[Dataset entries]
________

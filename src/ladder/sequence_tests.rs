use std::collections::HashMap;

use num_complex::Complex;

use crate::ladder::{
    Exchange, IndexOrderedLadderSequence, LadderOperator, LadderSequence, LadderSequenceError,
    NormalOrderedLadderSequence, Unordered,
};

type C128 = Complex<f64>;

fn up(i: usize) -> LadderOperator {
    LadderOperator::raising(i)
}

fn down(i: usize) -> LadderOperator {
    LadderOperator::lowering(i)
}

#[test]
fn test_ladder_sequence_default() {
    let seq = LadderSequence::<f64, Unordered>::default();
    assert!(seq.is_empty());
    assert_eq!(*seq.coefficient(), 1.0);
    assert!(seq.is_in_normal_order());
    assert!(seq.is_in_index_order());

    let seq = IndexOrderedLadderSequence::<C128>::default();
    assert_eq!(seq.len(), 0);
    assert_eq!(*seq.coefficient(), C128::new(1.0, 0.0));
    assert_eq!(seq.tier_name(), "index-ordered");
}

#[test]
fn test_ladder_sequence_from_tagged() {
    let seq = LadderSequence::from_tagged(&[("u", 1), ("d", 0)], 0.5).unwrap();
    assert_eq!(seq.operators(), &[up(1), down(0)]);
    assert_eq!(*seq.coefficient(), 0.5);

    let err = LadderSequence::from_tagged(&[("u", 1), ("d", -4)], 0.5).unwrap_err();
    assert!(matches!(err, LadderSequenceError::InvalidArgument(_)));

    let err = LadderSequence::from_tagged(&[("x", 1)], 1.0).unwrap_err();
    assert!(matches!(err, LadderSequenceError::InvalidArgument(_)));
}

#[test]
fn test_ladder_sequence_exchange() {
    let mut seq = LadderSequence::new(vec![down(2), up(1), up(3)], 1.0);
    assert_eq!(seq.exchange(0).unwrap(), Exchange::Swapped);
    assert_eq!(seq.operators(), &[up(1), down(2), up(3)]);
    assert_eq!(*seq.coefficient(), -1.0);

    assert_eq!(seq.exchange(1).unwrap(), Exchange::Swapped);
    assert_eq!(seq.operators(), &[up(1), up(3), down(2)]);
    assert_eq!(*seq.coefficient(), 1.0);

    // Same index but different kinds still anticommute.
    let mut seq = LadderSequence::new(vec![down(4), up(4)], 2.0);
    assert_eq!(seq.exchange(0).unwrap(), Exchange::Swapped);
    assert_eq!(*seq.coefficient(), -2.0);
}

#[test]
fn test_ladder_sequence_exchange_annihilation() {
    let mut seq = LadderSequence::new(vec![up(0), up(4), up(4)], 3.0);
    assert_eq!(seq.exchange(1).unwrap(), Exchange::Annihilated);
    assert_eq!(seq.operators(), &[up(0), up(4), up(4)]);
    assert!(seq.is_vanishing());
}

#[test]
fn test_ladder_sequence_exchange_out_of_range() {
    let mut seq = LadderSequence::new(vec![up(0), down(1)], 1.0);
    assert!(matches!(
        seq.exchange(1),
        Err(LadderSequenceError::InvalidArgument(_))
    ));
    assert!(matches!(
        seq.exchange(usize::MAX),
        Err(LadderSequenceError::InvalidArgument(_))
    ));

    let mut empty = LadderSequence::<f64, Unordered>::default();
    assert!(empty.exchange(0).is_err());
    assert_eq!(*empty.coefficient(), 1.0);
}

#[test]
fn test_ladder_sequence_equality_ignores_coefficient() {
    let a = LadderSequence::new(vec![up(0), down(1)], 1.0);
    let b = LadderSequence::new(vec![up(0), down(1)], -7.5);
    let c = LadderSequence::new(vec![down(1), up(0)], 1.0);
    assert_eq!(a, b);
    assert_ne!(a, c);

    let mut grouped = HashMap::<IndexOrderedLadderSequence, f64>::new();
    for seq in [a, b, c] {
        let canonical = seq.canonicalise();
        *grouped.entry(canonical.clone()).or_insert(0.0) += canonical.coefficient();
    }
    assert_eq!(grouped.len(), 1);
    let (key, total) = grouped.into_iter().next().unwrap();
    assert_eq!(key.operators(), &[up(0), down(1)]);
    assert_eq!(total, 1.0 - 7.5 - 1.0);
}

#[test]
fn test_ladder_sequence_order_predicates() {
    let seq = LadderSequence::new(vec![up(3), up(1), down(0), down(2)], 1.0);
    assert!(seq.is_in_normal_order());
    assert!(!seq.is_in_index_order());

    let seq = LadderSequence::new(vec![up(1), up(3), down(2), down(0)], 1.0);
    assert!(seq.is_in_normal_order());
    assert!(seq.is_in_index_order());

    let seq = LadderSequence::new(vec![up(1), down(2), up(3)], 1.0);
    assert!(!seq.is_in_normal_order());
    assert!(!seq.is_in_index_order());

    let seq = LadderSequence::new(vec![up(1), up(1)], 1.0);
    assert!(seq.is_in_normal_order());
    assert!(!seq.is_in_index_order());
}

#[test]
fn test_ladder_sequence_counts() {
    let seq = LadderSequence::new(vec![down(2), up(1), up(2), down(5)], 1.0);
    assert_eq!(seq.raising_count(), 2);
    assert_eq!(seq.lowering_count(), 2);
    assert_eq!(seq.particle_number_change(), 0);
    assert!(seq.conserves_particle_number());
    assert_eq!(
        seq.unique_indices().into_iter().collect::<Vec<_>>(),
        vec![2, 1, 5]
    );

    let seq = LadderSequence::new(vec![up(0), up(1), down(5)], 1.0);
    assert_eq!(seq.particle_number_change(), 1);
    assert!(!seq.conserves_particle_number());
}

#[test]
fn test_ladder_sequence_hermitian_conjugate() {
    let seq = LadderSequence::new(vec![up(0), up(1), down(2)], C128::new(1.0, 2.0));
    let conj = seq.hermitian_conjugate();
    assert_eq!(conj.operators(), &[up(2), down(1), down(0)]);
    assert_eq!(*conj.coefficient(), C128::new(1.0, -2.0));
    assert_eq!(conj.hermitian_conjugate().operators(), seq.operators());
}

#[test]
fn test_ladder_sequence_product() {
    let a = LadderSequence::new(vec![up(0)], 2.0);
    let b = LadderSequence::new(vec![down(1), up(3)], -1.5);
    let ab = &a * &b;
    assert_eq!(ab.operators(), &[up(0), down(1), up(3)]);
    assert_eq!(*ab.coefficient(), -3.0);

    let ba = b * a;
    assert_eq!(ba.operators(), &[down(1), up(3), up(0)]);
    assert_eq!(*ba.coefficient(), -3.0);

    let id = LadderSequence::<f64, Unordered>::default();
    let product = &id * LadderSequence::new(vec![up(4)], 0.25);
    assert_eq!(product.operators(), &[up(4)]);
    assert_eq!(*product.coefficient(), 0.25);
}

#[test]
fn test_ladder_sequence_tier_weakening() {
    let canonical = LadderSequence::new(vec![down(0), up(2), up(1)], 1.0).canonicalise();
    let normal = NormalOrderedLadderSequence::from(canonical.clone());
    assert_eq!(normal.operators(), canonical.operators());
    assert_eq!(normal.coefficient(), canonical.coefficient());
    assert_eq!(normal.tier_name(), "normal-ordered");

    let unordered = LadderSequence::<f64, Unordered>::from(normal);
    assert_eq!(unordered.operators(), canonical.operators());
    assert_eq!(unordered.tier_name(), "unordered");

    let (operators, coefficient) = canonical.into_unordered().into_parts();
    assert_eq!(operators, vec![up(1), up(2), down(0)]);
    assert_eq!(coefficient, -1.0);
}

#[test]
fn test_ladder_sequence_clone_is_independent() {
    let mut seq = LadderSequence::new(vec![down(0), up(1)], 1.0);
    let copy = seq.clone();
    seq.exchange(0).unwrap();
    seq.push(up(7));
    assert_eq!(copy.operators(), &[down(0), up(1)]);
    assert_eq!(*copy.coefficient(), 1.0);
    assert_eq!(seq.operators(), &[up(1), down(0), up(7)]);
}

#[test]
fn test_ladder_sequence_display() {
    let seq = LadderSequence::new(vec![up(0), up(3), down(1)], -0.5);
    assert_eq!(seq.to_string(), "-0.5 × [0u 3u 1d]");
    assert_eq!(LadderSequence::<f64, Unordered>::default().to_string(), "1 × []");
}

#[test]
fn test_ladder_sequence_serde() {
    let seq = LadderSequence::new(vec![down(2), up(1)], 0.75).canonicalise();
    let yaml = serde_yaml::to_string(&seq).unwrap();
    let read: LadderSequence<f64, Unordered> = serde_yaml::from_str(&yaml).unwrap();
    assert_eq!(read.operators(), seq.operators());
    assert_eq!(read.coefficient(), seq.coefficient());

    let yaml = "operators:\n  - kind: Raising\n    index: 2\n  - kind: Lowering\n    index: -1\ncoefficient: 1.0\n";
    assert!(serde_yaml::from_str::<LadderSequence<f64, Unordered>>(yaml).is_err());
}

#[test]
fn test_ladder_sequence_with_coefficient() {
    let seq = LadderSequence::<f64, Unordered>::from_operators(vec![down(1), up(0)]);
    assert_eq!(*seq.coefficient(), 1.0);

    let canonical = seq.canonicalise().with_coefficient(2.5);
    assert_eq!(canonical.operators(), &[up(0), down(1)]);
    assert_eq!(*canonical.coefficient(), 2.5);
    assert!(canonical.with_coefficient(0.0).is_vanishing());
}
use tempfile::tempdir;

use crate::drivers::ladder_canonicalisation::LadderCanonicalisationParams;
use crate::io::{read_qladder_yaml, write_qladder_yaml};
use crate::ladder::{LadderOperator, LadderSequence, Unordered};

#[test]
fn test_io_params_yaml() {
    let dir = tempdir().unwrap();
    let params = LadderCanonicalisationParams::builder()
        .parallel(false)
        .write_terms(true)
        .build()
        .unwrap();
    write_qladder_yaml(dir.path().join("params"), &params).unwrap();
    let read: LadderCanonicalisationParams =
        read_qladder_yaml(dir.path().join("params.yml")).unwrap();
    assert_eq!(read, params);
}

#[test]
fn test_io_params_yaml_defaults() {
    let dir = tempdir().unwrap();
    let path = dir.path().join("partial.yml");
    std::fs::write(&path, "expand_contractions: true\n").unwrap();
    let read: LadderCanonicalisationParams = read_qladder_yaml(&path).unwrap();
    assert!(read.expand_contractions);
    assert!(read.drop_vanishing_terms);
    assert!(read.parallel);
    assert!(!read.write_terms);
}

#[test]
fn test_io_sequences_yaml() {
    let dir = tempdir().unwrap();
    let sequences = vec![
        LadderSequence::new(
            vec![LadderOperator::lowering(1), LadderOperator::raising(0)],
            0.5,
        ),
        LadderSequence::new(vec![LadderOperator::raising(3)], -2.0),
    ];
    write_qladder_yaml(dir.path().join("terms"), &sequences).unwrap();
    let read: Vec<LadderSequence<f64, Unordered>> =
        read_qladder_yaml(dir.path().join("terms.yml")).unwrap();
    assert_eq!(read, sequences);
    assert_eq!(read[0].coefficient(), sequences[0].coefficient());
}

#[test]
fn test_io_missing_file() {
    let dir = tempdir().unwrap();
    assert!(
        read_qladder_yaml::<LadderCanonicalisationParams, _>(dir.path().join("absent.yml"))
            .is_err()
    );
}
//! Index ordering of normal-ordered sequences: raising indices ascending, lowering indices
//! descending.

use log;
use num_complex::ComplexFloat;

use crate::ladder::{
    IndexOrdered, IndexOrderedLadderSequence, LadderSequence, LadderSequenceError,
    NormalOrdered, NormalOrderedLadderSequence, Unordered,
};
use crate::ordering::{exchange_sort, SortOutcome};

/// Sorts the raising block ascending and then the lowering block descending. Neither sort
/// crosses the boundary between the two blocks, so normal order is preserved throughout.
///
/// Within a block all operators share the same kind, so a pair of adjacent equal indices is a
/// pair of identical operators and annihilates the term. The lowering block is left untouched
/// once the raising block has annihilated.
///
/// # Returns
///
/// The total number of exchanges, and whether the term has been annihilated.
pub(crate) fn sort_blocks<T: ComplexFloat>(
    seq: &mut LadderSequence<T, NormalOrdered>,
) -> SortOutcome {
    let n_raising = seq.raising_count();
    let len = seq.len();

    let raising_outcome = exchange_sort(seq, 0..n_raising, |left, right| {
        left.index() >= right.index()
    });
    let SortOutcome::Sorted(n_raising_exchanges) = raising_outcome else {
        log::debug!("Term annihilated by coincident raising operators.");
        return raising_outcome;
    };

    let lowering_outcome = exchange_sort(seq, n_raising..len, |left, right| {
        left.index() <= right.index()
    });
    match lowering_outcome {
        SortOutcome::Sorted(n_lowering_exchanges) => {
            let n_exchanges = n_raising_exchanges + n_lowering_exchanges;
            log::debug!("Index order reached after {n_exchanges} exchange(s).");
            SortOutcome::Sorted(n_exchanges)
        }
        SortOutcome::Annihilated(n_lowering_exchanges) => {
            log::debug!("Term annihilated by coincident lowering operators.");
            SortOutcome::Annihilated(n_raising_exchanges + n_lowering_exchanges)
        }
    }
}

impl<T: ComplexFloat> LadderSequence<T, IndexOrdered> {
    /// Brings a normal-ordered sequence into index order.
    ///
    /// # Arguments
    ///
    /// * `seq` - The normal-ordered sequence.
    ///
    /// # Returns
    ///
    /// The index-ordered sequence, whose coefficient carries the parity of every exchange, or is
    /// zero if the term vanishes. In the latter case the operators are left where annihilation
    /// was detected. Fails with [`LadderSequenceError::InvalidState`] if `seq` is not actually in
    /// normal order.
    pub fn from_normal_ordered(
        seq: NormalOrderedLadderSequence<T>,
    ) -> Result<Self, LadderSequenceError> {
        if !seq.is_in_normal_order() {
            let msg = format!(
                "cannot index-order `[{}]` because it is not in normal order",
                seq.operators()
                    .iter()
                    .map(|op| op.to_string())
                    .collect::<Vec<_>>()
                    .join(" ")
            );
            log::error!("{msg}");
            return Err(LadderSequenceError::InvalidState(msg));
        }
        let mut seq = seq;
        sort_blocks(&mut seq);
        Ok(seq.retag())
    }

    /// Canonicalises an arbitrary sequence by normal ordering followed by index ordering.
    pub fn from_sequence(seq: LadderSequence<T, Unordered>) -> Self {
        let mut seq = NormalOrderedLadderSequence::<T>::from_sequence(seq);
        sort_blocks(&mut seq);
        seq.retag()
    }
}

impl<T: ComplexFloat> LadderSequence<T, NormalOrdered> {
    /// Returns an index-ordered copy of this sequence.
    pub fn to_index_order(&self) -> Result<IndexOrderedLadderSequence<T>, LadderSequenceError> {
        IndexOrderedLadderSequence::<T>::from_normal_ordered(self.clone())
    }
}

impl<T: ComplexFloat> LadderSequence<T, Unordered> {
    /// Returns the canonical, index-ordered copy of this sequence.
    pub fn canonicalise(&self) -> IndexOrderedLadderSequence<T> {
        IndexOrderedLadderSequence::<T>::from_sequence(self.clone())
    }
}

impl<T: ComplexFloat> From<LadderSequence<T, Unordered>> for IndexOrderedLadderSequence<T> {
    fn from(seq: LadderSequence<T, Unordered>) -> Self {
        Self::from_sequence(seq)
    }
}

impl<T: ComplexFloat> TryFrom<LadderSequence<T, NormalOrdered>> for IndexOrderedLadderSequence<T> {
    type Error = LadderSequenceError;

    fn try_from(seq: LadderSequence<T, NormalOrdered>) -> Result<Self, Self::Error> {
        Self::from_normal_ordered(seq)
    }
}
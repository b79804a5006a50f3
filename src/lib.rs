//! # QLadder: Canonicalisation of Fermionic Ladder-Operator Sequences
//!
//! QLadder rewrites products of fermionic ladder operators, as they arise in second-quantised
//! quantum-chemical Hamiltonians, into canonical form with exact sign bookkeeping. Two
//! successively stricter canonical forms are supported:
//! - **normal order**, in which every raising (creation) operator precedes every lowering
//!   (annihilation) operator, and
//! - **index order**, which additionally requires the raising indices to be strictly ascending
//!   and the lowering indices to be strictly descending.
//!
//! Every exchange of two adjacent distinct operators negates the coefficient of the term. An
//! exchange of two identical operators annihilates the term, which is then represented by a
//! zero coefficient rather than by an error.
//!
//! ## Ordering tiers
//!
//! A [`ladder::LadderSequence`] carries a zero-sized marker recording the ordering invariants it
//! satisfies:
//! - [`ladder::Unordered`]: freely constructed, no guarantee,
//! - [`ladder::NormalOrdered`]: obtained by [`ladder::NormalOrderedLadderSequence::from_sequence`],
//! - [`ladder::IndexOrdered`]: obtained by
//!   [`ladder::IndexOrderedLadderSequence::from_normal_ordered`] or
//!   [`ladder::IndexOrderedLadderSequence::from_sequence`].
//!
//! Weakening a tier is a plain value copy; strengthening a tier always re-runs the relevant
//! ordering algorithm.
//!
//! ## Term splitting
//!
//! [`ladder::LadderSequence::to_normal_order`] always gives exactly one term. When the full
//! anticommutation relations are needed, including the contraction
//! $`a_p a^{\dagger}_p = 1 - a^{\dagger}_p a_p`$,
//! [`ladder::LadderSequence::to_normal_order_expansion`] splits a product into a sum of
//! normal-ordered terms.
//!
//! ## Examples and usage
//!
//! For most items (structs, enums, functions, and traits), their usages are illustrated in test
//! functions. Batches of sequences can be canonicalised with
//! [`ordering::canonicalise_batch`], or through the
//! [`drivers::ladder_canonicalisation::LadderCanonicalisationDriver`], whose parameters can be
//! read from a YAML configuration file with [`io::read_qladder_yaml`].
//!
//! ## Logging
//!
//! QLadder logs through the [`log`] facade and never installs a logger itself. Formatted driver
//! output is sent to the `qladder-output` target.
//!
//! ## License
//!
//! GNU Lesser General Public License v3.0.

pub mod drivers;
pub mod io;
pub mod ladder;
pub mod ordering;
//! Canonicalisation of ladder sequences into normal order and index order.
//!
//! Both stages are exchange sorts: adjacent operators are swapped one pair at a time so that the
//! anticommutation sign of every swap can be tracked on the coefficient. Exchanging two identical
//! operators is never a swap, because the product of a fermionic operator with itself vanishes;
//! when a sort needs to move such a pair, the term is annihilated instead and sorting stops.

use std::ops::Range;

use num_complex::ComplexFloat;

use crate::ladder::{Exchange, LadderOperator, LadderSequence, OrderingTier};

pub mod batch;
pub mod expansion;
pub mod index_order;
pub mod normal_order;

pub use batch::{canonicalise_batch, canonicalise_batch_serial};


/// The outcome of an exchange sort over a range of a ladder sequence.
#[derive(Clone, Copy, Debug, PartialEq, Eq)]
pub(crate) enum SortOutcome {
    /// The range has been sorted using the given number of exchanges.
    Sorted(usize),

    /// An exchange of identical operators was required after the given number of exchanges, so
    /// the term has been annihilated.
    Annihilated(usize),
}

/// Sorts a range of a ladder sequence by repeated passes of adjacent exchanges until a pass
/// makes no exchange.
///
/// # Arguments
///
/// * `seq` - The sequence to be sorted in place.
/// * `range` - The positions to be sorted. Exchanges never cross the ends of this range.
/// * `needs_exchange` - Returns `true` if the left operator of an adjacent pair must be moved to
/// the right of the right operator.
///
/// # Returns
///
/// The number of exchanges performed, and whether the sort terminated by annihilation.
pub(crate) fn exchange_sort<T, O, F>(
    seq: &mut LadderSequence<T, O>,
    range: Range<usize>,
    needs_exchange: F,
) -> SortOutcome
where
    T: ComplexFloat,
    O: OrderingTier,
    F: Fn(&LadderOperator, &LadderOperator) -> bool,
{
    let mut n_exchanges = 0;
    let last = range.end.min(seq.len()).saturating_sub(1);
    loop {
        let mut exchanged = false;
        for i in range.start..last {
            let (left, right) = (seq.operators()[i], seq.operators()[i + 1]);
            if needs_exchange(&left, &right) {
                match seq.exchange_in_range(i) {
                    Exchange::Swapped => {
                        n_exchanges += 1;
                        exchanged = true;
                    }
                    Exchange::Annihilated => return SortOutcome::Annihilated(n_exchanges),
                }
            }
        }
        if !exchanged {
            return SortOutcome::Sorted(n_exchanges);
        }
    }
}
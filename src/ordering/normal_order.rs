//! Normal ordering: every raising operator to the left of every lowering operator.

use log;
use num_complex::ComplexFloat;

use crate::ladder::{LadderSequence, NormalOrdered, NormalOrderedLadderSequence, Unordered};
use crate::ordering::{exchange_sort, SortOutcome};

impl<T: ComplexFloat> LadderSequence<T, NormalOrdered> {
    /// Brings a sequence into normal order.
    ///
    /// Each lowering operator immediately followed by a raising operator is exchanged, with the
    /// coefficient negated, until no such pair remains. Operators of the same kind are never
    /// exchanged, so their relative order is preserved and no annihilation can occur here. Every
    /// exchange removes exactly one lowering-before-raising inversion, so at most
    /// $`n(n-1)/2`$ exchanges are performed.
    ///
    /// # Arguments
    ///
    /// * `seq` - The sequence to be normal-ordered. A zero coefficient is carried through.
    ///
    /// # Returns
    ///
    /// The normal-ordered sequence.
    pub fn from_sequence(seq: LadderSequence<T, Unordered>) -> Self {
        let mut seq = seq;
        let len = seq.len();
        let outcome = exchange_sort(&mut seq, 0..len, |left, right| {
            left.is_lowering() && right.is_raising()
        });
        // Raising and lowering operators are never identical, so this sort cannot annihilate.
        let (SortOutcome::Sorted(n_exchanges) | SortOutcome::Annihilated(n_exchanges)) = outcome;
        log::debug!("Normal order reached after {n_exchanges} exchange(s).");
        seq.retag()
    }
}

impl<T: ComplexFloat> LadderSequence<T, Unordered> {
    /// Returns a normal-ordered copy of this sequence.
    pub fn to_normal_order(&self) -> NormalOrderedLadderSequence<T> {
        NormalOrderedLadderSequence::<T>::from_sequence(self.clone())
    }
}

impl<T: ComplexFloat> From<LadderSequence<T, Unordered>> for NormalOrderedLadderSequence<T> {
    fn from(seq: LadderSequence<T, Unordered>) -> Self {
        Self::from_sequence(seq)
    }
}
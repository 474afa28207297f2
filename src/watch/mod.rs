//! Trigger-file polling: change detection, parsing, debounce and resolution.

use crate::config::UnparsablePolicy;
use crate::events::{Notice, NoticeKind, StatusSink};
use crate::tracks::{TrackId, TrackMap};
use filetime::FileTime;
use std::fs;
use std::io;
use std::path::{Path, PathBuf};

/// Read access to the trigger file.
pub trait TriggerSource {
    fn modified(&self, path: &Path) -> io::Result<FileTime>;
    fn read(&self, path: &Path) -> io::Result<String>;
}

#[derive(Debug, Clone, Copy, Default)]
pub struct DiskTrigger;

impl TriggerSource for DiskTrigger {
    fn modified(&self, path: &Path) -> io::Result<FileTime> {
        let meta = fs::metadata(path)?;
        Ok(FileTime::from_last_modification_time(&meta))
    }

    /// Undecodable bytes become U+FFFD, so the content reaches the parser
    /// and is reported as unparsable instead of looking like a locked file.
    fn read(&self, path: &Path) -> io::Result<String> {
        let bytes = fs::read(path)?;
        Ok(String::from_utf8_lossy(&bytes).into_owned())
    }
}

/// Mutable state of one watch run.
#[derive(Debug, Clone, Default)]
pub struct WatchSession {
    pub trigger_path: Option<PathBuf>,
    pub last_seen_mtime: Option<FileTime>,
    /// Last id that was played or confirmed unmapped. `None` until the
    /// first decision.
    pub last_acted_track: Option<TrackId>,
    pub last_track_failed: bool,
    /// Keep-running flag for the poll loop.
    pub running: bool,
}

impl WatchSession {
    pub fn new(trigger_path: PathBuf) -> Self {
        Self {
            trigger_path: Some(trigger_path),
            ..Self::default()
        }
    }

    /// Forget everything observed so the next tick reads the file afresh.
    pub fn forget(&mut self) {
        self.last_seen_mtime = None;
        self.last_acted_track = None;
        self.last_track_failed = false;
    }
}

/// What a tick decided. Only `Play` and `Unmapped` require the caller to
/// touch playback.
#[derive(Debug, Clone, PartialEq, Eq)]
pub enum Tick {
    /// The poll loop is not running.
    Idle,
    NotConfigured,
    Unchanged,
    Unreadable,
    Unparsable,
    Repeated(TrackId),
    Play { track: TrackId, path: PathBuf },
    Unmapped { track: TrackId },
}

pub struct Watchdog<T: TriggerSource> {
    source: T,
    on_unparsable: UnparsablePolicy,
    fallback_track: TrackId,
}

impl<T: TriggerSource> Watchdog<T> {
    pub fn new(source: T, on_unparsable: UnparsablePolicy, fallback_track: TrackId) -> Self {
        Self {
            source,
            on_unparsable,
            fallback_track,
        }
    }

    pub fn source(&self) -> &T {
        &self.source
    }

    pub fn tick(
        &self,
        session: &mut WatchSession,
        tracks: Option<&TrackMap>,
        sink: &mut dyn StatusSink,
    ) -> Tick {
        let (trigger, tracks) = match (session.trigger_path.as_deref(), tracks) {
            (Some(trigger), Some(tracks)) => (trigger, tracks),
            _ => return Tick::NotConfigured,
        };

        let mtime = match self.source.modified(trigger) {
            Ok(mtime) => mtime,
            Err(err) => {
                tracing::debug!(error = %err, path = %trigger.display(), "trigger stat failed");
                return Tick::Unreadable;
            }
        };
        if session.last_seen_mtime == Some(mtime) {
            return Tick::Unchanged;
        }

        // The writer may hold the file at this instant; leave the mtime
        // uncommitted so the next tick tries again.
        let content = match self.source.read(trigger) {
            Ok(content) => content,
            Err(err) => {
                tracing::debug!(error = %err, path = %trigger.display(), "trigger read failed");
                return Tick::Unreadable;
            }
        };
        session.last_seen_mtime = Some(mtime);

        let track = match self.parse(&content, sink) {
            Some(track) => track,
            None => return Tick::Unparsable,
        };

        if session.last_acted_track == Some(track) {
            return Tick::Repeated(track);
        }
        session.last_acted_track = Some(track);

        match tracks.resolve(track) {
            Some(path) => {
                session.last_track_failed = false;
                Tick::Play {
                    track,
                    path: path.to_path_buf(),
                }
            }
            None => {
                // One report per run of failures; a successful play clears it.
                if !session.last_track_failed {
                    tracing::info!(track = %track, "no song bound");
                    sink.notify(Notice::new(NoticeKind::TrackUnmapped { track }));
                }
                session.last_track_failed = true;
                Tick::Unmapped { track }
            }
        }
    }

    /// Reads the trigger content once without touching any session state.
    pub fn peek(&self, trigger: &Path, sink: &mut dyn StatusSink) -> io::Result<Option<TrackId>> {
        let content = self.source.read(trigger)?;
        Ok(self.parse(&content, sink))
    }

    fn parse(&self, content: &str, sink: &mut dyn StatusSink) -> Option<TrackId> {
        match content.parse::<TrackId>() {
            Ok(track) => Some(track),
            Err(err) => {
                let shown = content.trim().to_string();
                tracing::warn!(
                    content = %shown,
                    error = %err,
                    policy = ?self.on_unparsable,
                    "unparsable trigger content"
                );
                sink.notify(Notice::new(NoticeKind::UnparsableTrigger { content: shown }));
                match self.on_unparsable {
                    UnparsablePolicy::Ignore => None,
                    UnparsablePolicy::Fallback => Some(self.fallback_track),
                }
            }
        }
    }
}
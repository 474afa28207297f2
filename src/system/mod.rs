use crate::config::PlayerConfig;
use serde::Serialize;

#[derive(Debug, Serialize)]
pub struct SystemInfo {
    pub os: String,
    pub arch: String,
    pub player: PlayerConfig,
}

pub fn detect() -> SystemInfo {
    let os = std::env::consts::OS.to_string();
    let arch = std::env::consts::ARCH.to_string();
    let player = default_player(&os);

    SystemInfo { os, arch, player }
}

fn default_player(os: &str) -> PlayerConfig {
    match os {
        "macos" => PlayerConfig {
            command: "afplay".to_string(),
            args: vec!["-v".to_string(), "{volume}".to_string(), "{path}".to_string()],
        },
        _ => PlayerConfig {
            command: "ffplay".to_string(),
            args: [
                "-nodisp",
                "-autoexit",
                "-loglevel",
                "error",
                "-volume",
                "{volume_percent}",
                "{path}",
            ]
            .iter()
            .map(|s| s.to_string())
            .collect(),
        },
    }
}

________

Within the entries, count the lines that contain the word "strictly". Give that number and no more.

2